Over the past few years, Grant Thornton New Zealand’s Tim Downes has acted as Receiver for some of New Zealand’s largest property development collapses including the Soho site in Ponsonby, Auckland ($95 million owing to secured creditors); Gulf Harbour, Auckland ($156 million owing to secured creditors) and stages 2 and 3 of Kawarau Falls, Queenstown ($118 million owing to secured creditors). With these receivership assignments now either completed or in their final wash up phase, Downes can see signs of life in the property development scene.

The lack of property development in recent years that has led to severe housing shortages, particularly in the  Auckland market, coupled with the fact that banks are awash with cash, points to the dawn of a new property development era.

Tim Downes, partner, Advisory Services, for accounting firm Grant Thornton New Zealand Ltd, said that the current low interest rates also enhance the feasibility of well thought out business projects.

“The fundamentals for property development now are what they were before. Is there a market for the project? Is the pricing right?

“Because there is a shortage of housing, particularly in Auckland, a well thought out residential development proposed by an experienced developer who has good funding relationships will be attractive to banks.

“A good example of a successful, well funded residential development is Todd Corporation’s “Stonefields” development in Mt Wellington, Auckland,” he said.

But who will drive these new developments? According to Downes, there will be some new faces, and there will be some more familiar names, even those who may have failed in the past.

“While some failed property developers are unlikely to get support from banks, all is not lost for others. The current climate provides a good opportunity for a new wave of developers and some of  those who have been involved in failed projects in the past may still get bank support if the project is right.

“From my experience, even if a particular property investor/developer has cost a bank money in the past, the same bank may still look favourably on them, depending on how they handled the situation.

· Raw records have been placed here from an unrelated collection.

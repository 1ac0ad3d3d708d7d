//! The tiered, namespaced cache (§4.1). Each namespace has an independent
//! TTL and size cap; this crate wires the twelve namespaces the spec names
//! into one façade ([`Cache`]) that the request orchestrator calls through.

mod namespace;

use std::time::Duration;

use quire_core::{Event, HierarchyNode, ProfileHandle, ThreadNode};

pub use namespace::{Namespace, NamespaceStats};

pub const LOG_TARGET: &str = "quire::cache";

/// A single compressed/converted document (e.g. an epub) plus its media
/// type, as produced by the external renderer and cached under
/// `derived:file`.
#[derive(Debug, Clone)]
pub struct DerivedFile {
    pub bytes: Vec<u8>,
    pub content_type: &'static str,
}

/// Compressed/recompressed media bytes cached under `media:image`.
#[derive(Debug, Clone)]
pub struct CachedMedia {
    pub bytes: Vec<u8>,
    pub content_type: String,
}

pub struct Cache {
    pub list_publications: Namespace<Vec<Event>>,
    pub list_articles: Namespace<Vec<Event>>,
    pub list_highlights: Namespace<Vec<Event>>,
    pub detail_publication: Namespace<Event>,
    pub detail_article: Namespace<Event>,
    pub hierarchy: Namespace<HierarchyNode>,
    pub comments: Namespace<Vec<ThreadNode>>,
    pub profile_handle: Namespace<Option<ProfileHandle>>,
    pub profile_event: Namespace<Event>,
    pub search: Namespace<Vec<Event>>,
    pub derived_file: Namespace<DerivedFile>,
    pub media_image: Namespace<CachedMedia>,
}

/// Overridable TTLs (§6: "every TTL... overridable"), defaulted to the
/// values in §4.1's table.
#[derive(Debug, Clone, Copy)]
pub struct CacheTtls {
    pub list: Duration,
    pub detail: Duration,
    pub hierarchy: Duration,
    pub comments: Duration,
    pub profile: Duration,
    pub search: Duration,
    pub derived_file: Duration,
    pub media_image: Duration,
}

impl Default for CacheTtls {
    fn default() -> Self {
        Self {
            list: Duration::from_secs(30 * 60),
            detail: Duration::from_secs(60 * 60),
            hierarchy: Duration::from_secs(60 * 60),
            comments: Duration::from_secs(60 * 60),
            profile: Duration::from_secs(60 * 60),
            search: Duration::from_secs(10 * 60),
            derived_file: Duration::from_secs(24 * 60 * 60),
            media_image: Duration::from_secs(24 * 60 * 60),
        }
    }
}

impl Cache {
    pub fn new(ttls: CacheTtls) -> Self {
        Self {
            list_publications: Namespace::new("list:publications", ttls.list, Some(1)),
            list_articles: Namespace::new("list:articles", ttls.list, Some(1)),
            list_highlights: Namespace::new("list:highlights", ttls.list, Some(50)),
            detail_publication: Namespace::new("detail:publication", ttls.detail, Some(100)),
            detail_article: Namespace::new("detail:article", ttls.detail, Some(100)),
            hierarchy: Namespace::new("hierarchy", ttls.hierarchy, None),
            comments: Namespace::new("comments", ttls.comments, None),
            profile_handle: Namespace::new("profile:handle", ttls.profile, Some(500)),
            profile_event: Namespace::new("profile:event", ttls.profile, Some(1000)),
            search: Namespace::new("search", ttls.search, None),
            derived_file: Namespace::new("derived:file", ttls.derived_file, None),
            media_image: Namespace::new("media:image", ttls.media_image, None),
        }
    }

    /// Returns the store to empty state across every namespace (§4.1
    /// "clear-all").
    pub fn clear_all(&self) {
        self.list_publications.clear();
        self.list_articles.clear();
        self.list_highlights.clear();
        self.detail_publication.clear();
        self.detail_article.clear();
        self.hierarchy.clear();
        self.comments.clear();
        self.profile_handle.clear();
        self.profile_event.clear();
        self.search.clear();
        self.derived_file.clear();
        self.media_image.clear();
    }

    /// Per-namespace counts and last-update timestamps (§4.1 "stats").
    pub fn stats(&self) -> Vec<(&'static str, NamespaceStats)> {
        vec![
            ("list:publications", self.list_publications.stats()),
            ("list:articles", self.list_articles.stats()),
            ("list:highlights", self.list_highlights.stats()),
            ("detail:publication", self.detail_publication.stats()),
            ("detail:article", self.detail_article.stats()),
            ("hierarchy", self.hierarchy.stats()),
            ("comments", self.comments.stats()),
            ("profile:handle", self.profile_handle.stats()),
            ("profile:event", self.profile_event.stats()),
            ("search", self.search.stats()),
            ("derived:file", self.derived_file.stats()),
            ("media:image", self.media_image.stats()),
        ]
    }

    /// Recursive byte estimate per namespace, best-effort (§4.1 "size").
    pub fn size_bytes(&self) -> Vec<(&'static str, usize)> {
        fn event_size(e: &Event) -> usize {
            e.content.len()
                + e.tags
                    .iter()
                    .map(|t| t.0.iter().map(String::len).sum::<usize>())
                    .sum::<usize>()
                + 96
        }
        vec![
            (
                "list:publications",
                self.list_publications
                    .size_bytes(|v| v.iter().map(event_size).sum()),
            ),
            (
                "list:articles",
                self.list_articles
                    .size_bytes(|v| v.iter().map(event_size).sum()),
            ),
            (
                "list:highlights",
                self.list_highlights
                    .size_bytes(|v| v.iter().map(event_size).sum()),
            ),
            (
                "detail:publication",
                self.detail_publication.size_bytes(event_size),
            ),
            ("detail:article", self.detail_article.size_bytes(event_size)),
            ("hierarchy", self.hierarchy.size_bytes(|h| h.len() * 256)),
            ("comments", self.comments.size_bytes(|v| v.len() * 256)),
            ("profile:handle", self.profile_handle.size_bytes(|_| 128)),
            ("profile:event", self.profile_event.size_bytes(event_size)),
            (
                "search",
                self.search.size_bytes(|v| v.iter().map(event_size).sum()),
            ),
            ("derived:file", self.derived_file.size_bytes(|d| d.bytes.len())),
            ("media:image", self.media_image.size_bytes(|m| m.bytes.len())),
        ]
    }
}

“Any development requires some crucial feasibility work based on estimates of costs to build, sales timetables and sales prices. If significant negative unforeseen events occur, loan repayments may not be made in accordance with bank agreements.

“If less than optimum communication takes place between lender and developer in this situation, internal banking protocols often lead to lenders quickly coming under pressure to take pre-emptive recovery action, such as the appointment of Receivers. Not sure if these two paragraphs needed

“It’s important that when the pressure  comes on, borrowers give reliable information. Funders tend to have long memories, therefore, it is necessary for borrowers to get on the front foot and not leave banks guessing. How a borrower handles the tough times will often determine whether a bank will finance them again.

“Banks will be looking back at circumstances where the bank has had to take a large write off. If they see a failed borrower who is living a pretty ‘full' life, complete with luxury cars, boats and houses, a bank may be provoked into forcing the borrower into bankruptcy.

“Conversely, if a borrower is saying …’here is my house, here are my other modest assets, I am not living a  flamboyant life, I don’t have other assets hidden in trusts’ – a bank would be less likely to enforce bankruptcy.

“So, the message is clear. If a developer has been involved in a failed project which has cost a bank money and wants to stay in the property development game, it will be vital for that developer to have kept his/her reputation intact with potential funders.

“When times come good again – which is  not far away, if a ‘failed’ developer has been seen, in the past, to have worked with the bank – typically to assist in minimising the bank’s losses, and the bank thinks the developer is a quality operator, there is no reason why that bank would not do business with that developer again.

“However, if a developer blotted his copybook severely enough, the consequential reputation damage would be such that the developer would be unlikely to obtain funding for future projects,” he said.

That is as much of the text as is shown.